Some are headed to “climate havens,” the places experts say will be relatively pleasant to live in as the world heats up, like Duluth, Minnesota; Ann Arbor, Michigan; and Burlington, Vermont. Researchers have pointed to the Great Lakes region, and Michigan in particular, as a destination for people seeking to escape the storm-ravaged Southeast or the parched Southwest. The Midwest holds special appeal with its abundant fresh water, cooler summers, and comparatively little risk from hurricanes and wildfires.
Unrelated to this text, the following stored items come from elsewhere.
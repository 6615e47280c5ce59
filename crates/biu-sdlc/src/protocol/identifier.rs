//! SDLC message identifiers
//!
//! The identifier is the second byte of every decoded frame. Requests use
//! `0x10..=0x16`, responses `0x40..=0x46` and `0x4F`.

use std::fmt;

/// One-byte message identifier
#[derive(Debug, Clone, Copy, PartialEq, Eq, Hash)]
pub enum Identifier {
    /// 0x10
    StaticStatusRequest,
    /// 0x11, detector calls
    SendDetectData,
    /// 0x12
    ConfigBiuRequest,
    /// 0x13
    BiuDiagnosticRequest,
    /// 0x14
    SdlcDiagnosticRequest,
    /// 0x15
    DynamicStatusRequest,
    /// 0x16
    SiuDiagnosticRequest,
    /// 0x40
    StaticStatusResponse,
    /// 0x41, conflict monitor signal state
    CmuFrameStream,
    /// 0x42, controller clock broadcast
    DateTimeStream,
    /// 0x43
    BiuDiagnosticResponse,
    /// 0x44
    SdlcDiagnosticResponse,
    /// 0x45
    SiuDiagnosticResponse,
    /// 0x46
    DynamicStatusResponse,
    /// 0x4F
    Acknowledge,
    /// Byte outside the documented catalog
    Unknown(u8),
}

impl Identifier {
    /// Map a wire byte to an identifier
    pub fn from_byte(byte: u8) -> Self {
        match byte {
            0x10 => Identifier::StaticStatusRequest,
            0x11 => Identifier::SendDetectData,
            0x12 => Identifier::ConfigBiuRequest,
            0x13 => Identifier::BiuDiagnosticRequest,
            0x14 => Identifier::SdlcDiagnosticRequest,
            0x15 => Identifier::DynamicStatusRequest,
            0x16 => Identifier::SiuDiagnosticRequest,
            0x40 => Identifier::StaticStatusResponse,
            0x41 => Identifier::CmuFrameStream,
            0x42 => Identifier::DateTimeStream,
            0x43 => Identifier::BiuDiagnosticResponse,
            0x44 => Identifier::SdlcDiagnosticResponse,
            0x45 => Identifier::SiuDiagnosticResponse,
            0x46 => Identifier::DynamicStatusResponse,
            0x4F => Identifier::Acknowledge,
            other => Identifier::Unknown(other),
        }
    }

    /// Wire byte of this identifier
    pub fn as_byte(self) -> u8 {
        match self {
            Identifier::StaticStatusRequest => 0x10,
            Identifier::SendDetectData => 0x11,
            Identifier::ConfigBiuRequest => 0x12,
            Identifier::BiuDiagnosticRequest => 0x13,
            Identifier::SdlcDiagnosticRequest => 0x14,
            Identifier::DynamicStatusRequest => 0x15,
            Identifier::SiuDiagnosticRequest => 0x16,
            Identifier::StaticStatusResponse => 0x40,
            Identifier::CmuFrameStream => 0x41,
            Identifier::DateTimeStream => 0x42,
            Identifier::BiuDiagnosticResponse => 0x43,
            Identifier::SdlcDiagnosticResponse => 0x44,
            Identifier::SiuDiagnosticResponse => 0x45,
            Identifier::DynamicStatusResponse => 0x46,
            Identifier::Acknowledge => 0x4F,
            Identifier::Unknown(byte) => byte,
        }
    }

    /// True for identifiers the host sends
    pub fn is_request(self) -> bool {
        matches!(self.as_byte(), 0x10..=0x16) && !self.is_unknown()
    }

    /// True for identifiers the device sends
    pub fn is_response(self) -> bool {
        !self.is_unknown() && !self.is_request()
    }

    /// Byte outside the catalog
    pub fn is_unknown(self) -> bool {
        matches!(self, Identifier::Unknown(_))
    }
}

impl From<u8> for Identifier {
    fn from(byte: u8) -> Self {
        Identifier::from_byte(byte)
    }
}

impl From<Identifier> for u8 {
    fn from(id: Identifier) -> Self {
        id.as_byte()
    }
}

impl fmt::Display for Identifier {
    fn fmt(&self, f: &mut fmt::Formatter<'_>) -> fmt::Result {
        let name = match self {
            Identifier::StaticStatusRequest => "StaticStatusRequest",
            Identifier::SendDetectData => "SendDetectData",
            Identifier::ConfigBiuRequest => "ConfigBIURequest",
            Identifier::BiuDiagnosticRequest => "BIUDiagnosticRequest",
            Identifier::SdlcDiagnosticRequest => "SDLCDiagnosticRequest",
            Identifier::DynamicStatusRequest => "DynamicStatusRequest",
            Identifier::SiuDiagnosticRequest => "SIUDiagnosticRequest",
            Identifier::StaticStatusResponse => "StaticStatusResponse",
            Identifier::CmuFrameStream => "CMUFrameStream",
            Identifier::DateTimeStream => "DateTimeStream",
            Identifier::BiuDiagnosticResponse => "BIUDiagnosticResponse",
            Identifier::SdlcDiagnosticResponse => "SDLCDiagnosticResponse",
            Identifier::SiuDiagnosticResponse => "SIUDiagnosticResponse",
            Identifier::DynamicStatusResponse => "DynamicStatusResponse",
            Identifier::Acknowledge => "Acknowledge",
            Identifier::Unknown(byte) => return write!(f, "Unknown({:#04x})", byte),
        };
        f.write_str(name)
    }
}
//! Background link service and its write buffer pool

pub mod pool;
mod sdlc;

pub use pool::{WriteBuffer, WritePool, WRITE_BUFFER_SIZE};
pub use sdlc::{NoopServiceEvents, SdlcService, ServiceEvents};
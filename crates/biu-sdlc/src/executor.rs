//! Polling executor
//!
//! Periodically asks the BIU for its static status and keeps the latest
//! answer as a shared snapshot. The loop is paced by a [`Metronome`]; the
//! unit of work is [`Executor::tick`], which takes the current instant so it
//! can be driven without a wall clock.

use crossbeam::channel::{self, RecvTimeoutError, Sender};
use std::sync::{Arc, Mutex, RwLock};
use std::thread::{self, JoinHandle};
use std::time::{Duration, Instant};

use crate::context::SdlcContext;
use crate::metrics::Counter;
use crate::protocol::{
    lock, to_hex, Identifier, ProtocolError, RequestEncoder, ResponseDecoder, StaticStatus,
};
use crate::service::{SdlcService, ServiceEvents};

/// Fixed-period click generator.
///
/// A real metronome keeps its rhythm after an overrun and waits for
/// the next beat; a non-real one fires at once and restarts the rhythm.
#[derive(Debug, Clone)]
pub struct Metronome {
    cycle: Duration,
    is_real: bool,
    start_on: Instant,
    clicks: u64,
}

impl Metronome {
    /// Metronome ticking every `cycle`, starting now
    pub fn new(cycle: Duration, is_real: bool) -> Self {
        Self {
            cycle,
            is_real,
            start_on: Instant::now(),
            clicks: 0,
        }
    }

    /// Restart the rhythm at `now`
    pub fn start(&mut self, now: Instant) {
        self.clicks = 0;
        self.start_on = now;
    }

    /// Clicks since the last restart
    pub fn clicks(&self) -> u64 {
        self.clicks
    }

    /// Beat period
    pub fn cycle(&self) -> Duration {
        self.cycle
    }

    /// Count a click at `now` and return how long to wait for the next beat
    pub fn next_wait(&mut self, now: Instant) -> Duration {
        self.clicks += 1;
        let elapsed = now.saturating_duration_since(self.start_on);

        if elapsed < self.cycle {
            self.start_on += self.cycle;
            return self.cycle - elapsed;
        }

        if self.is_real && !self.cycle.is_zero() {
            let beats = (elapsed.as_nanos() / self.cycle.as_nanos()) as u32;
            let next_beat = self.start_on + self.cycle * (beats + 1);
            self.start_on = next_beat;
            return next_beat.saturating_duration_since(now);
        }

        self.start_on = now;
        Duration::ZERO
    }

    /// Sleep until the next beat
    pub fn await_click(&mut self) -> Duration {
        let wait = self.next_wait(Instant::now());
        if !wait.is_zero() {
            thread::sleep(wait);
        }
        wait
    }
}

/// Decodes frames delivered by the service and keeps the latest static status
pub struct StatusHandler {
    context: SdlcContext,
    decoder: Mutex<ResponseDecoder>,
    snapshot: Arc<RwLock<Option<StaticStatus>>>,
}

impl StatusHandler {
    fn new(context: SdlcContext) -> Self {
        Self {
            context,
            decoder: Mutex::new(ResponseDecoder::new()),
            snapshot: Arc::new(RwLock::new(None)),
        }
    }

    /// Latest decoded static status
    pub fn static_status(&self) -> Option<StaticStatus> {
        *self.snapshot.read().unwrap_or_else(|poisoned| poisoned.into_inner())
    }

    fn decode_failed(&self, frame: &[u8], err: &ProtocolError) {
        tracing::debug!(error = %err, frame = %to_hex(frame), "SDLC frame rejected");
        let metrics = &self.context.metrics;
        metrics.incr(Counter::DecodeErrors);
        metrics.add(Counter::DecodeErrorBytes, frame.len() as u64, chrono::Utc::now());
    }
}

impl ServiceEvents for StatusHandler {
    fn on_error(&self, err: &ProtocolError) {
        tracing::debug!(error = %err, "SDLC service error");
    }

    fn on_terminate(&self) {
        tracing::info!("SDLC reader terminated");
    }

    fn on_read_message(&self, frame: &[u8]) {
        let mut decoder = lock(&self.decoder);
        if let Err(e) = decoder.init(frame) {
            self.decode_failed(frame, &e);
            return;
        }

        match decoder.identifier() {
            Identifier::StaticStatusResponse => match decoder.static_status() {
                Ok(status) => {
                    self.context.metrics.incr(Counter::StaticStatusResponses);
                    tracing::debug!(biu = status.biu.0, mode = %status.mode, "SDLC static status");
                    *self
                        .snapshot
                        .write()
                        .unwrap_or_else(|poisoned| poisoned.into_inner()) = Some(status);
                }
                Err(e) => self.decode_failed(frame, &e),
            },
            id if id.is_unknown() => {
                tracing::warn!(identifier = %id, frame = %to_hex(frame), "SDLC unknown identifier");
                self.context.metrics.incr(Counter::UnknownIdentifiers);
            }
            _ => {}
        }
    }
}

/// Static status poller bound to one service
pub struct Executor {
    service: Arc<SdlcService>,
    handler: Arc<StatusHandler>,
    encoder: RequestEncoder,
    request_every: Duration,
    cycle: Duration,
    last_request: Option<Instant>,
}

impl Executor {
    /// Executor over a service; reads its interval settings from the service config
    pub fn new(service: Arc<SdlcService>) -> Self {
        let config = service.config();
        let request_every = config.static_request_every();
        let cycle = config.executor_cycle();
        let handler = Arc::new(StatusHandler::new(service.context().clone()));

        Self {
            service,
            handler,
            encoder: RequestEncoder::new(),
            request_every,
            cycle,
            last_request: None,
        }
    }

    /// Handler to register with the service; [`Executor::start`] does this
    pub fn handler(&self) -> Arc<StatusHandler> {
        Arc::clone(&self.handler)
    }

    /// Latest decoded static status
    pub fn static_status(&self) -> Option<StaticStatus> {
        self.handler.static_status()
    }

    /// One unit of work. Returns `true` when a static status request was sent.
    pub fn tick(&mut self, now: Instant) -> bool {
        let due = self
            .last_request
            .map_or(true, |last| now.saturating_duration_since(last) >= self.request_every);
        if !due {
            return false;
        }

        self.service.context().metrics.incr(Counter::StaticStatusRequests);
        match self.encoder.static_status() {
            Ok(frame) => self.service.write(frame),
            Err(e) => tracing::error!(error = %e, "SDLC static status request encode failed"),
        }
        self.last_request = Some(now);
        true
    }

    /// Register with the service and run the polling loop on its own thread
    pub fn start(mut self) -> Result<ExecutorHandle, ProtocolError> {
        if !self.service.is_running() {
            return Err(ProtocolError::ServiceNotRunning);
        }

        self.service.set_handler(self.handler());
        let handler = Arc::clone(&self.handler);
        let (shutdown_tx, shutdown_rx) = channel::bounded::<()>(0);

        let thread = thread::Builder::new()
            .name("sdlc-executor".to_string())
            .spawn(move || {
                let mut metronome = Metronome::new(self.cycle, false);
                metronome.start(Instant::now());
                tracing::debug!(cycle_ms = self.cycle.as_millis() as u64, "SDLC executor started");

                loop {
                    self.tick(Instant::now());
                    let wait = metronome.next_wait(Instant::now());
                    match shutdown_rx.recv_timeout(wait) {
                        Err(RecvTimeoutError::Disconnected) => break,
                        Err(RecvTimeoutError::Timeout) | Ok(()) => {}
                    }
                }
                tracing::debug!(clicks = metronome.clicks(), "SDLC executor stopped");
            })?;

        Ok(ExecutorHandle {
            thread: Some(thread),
            shutdown_tx: Some(shutdown_tx),
            handler,
        })
    }
}

/// Running executor; stops on drop
pub struct ExecutorHandle {
    thread: Option<JoinHandle<()>>,
    shutdown_tx: Option<Sender<()>>,
    handler: Arc<StatusHandler>,
}

impl ExecutorHandle {
    /// Latest decoded static status
    pub fn static_status(&self) -> Option<StaticStatus> {
        self.handler.static_status()
    }

    /// Signal the loop and wait for it to exit
    pub fn stop(&mut self) {
        self.shutdown_tx.take();
        if let Some(thread) = self.thread.take() {
            if thread.join().is_err() {
                tracing::error!("SDLC executor thread panicked");
            }
        }
    }
}

impl Drop for ExecutorHandle {
    fn drop(&mut self) {
        self.stop();
    }
}

#[cfg(test)]
mod tests {
    use super::*;
    use crate::audit::MemoryAudit;
    use crate::config::{SdlcConfig, SerialSettings};
    use crate::metrics::Metrics;
    use crate::protocol::{from_hex, BiuFlags, PortOpener, SerialStream};

    struct NoPort;

    impl PortOpener for NoPort {
        fn open(
            &self,
            _settings: &SerialSettings,
            _timeout: Duration,
        ) -> Result<Box<dyn SerialStream>, ProtocolError> {
            Err(ProtocolError::SerialError("no port".into()))
        }
    }

    fn executor() -> (Executor, Arc<SdlcService>, Arc<Metrics>) {
        let metrics = Arc::new(Metrics::new());
        let context = SdlcContext::new(metrics.clone(), Arc::new(MemoryAudit::new()));
        let service = Arc::new(SdlcService::new(SdlcConfig::default(), context, Arc::new(NoPort)));
        (Executor::new(service.clone()), service, metrics)
    }

    #[test]
    fn test_metronome_non_real_restarts_after_overrun() {
        let t0 = Instant::now();
        let cycle = Duration::from_millis(100);
        let mut metronome = Metronome::new(cycle, false);
        metronome.start(t0);

        assert_eq!(metronome.next_wait(t0 + Duration::from_millis(30)), Duration::from_millis(70));
        // Beat two ends at 200ms; 350ms overran it
        assert_eq!(metronome.next_wait(t0 + Duration::from_millis(350)), Duration::ZERO);
        assert_eq!(metronome.next_wait(t0 + Duration::from_millis(360)), Duration::from_millis(90));
        assert_eq!(metronome.clicks(), 3);
    }

    #[test]
    fn test_metronome_real_keeps_rhythm() {
        let t0 = Instant::now();
        let cycle = Duration::from_millis(100);
        let mut metronome = Metronome::new(cycle, true);
        metronome.start(t0);

        // 240ms into the beat: wait for the 300ms mark
        assert_eq!(metronome.next_wait(t0 + Duration::from_millis(240)), Duration::from_millis(60));
        assert_eq!(metronome.next_wait(t0 + Duration::from_millis(310)), Duration::from_millis(90));
    }

    #[test]
    fn test_tick_requests_on_interval() {
        let (mut executor, service, metrics) = executor();
        let t0 = Instant::now();

        assert!(executor.tick(t0));
        assert!(!executor.tick(t0 + Duration::from_secs(5)));
        assert!(executor.tick(t0 + Duration::from_secs(10)));

        assert_eq!(metrics.get(Counter::StaticStatusRequests), 2);
        assert_eq!(service.queue_len(), 2);
    }

    #[test]
    fn test_static_status_response_updates_snapshot() {
        let (executor, _service, metrics) = executor();
        let handler = executor.handler();
        assert_eq!(executor.static_status(), None);

        let frame = from_hex("02400f017d2208070605047d237d22017d2383245e03").unwrap();
        handler.on_read_message(&frame);

        let status = executor.static_status().expect("Should hold snapshot");
        assert_eq!(status.biu, BiuFlags(0x0F));
        assert_eq!(status.serial, 0x0102_0304_0506_0708);
        assert_eq!(metrics.get(Counter::StaticStatusResponses), 1);
    }

    #[test]
    fn test_bad_and_unknown_frames_counted() {
        let (executor, _service, metrics) = executor();
        let handler = executor.handler();

        let corrupt = from_hex("02400f017d2208070605047d237d22017d2383245f03").unwrap();
        handler.on_read_message(&corrupt);
        assert_eq!(metrics.get(Counter::DecodeErrors), 1);
        assert_eq!(metrics.get(Counter::DecodeErrorBytes), corrupt.len() as u64);

        handler.on_read_message(&from_hex("0277019ce003").unwrap());
        assert_eq!(metrics.get(Counter::UnknownIdentifiers), 1);

        // Known but unhandled
        handler.on_read_message(&from_hex("024f12328e03").unwrap());
        assert_eq!(metrics.get(Counter::DecodeErrors), 1);
        assert_eq!(executor.static_status(), None);
    }

    #[test]
    fn test_start_requires_running_service() {
        let (executor, _service, _metrics) = executor();
        assert!(matches!(executor.start(), Err(ProtocolError::ServiceNotRunning)));
    }
}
But as the federal government’s comprehensive Fifth National Climate Assessment detailed last week, there’s nowhere you can truly hide from climate change. This summer, historic wildfires in Canada sent unhealthy smoke swirling into the Midwest and Northeast, bringing apocalyptic skies from Minneapolis to Buffalo, New York, and all the supposed refuges in between. Heavy rain in July caused devastating flash floods in Vermont. Three years earlier, a ProPublica analysis had identified the hardest-hit place in the state, Lamoille County, as the safest county in the U.S. “It’s time to put the idea of climate safe havens to rest,” the climate news site Heatmap declared this summer.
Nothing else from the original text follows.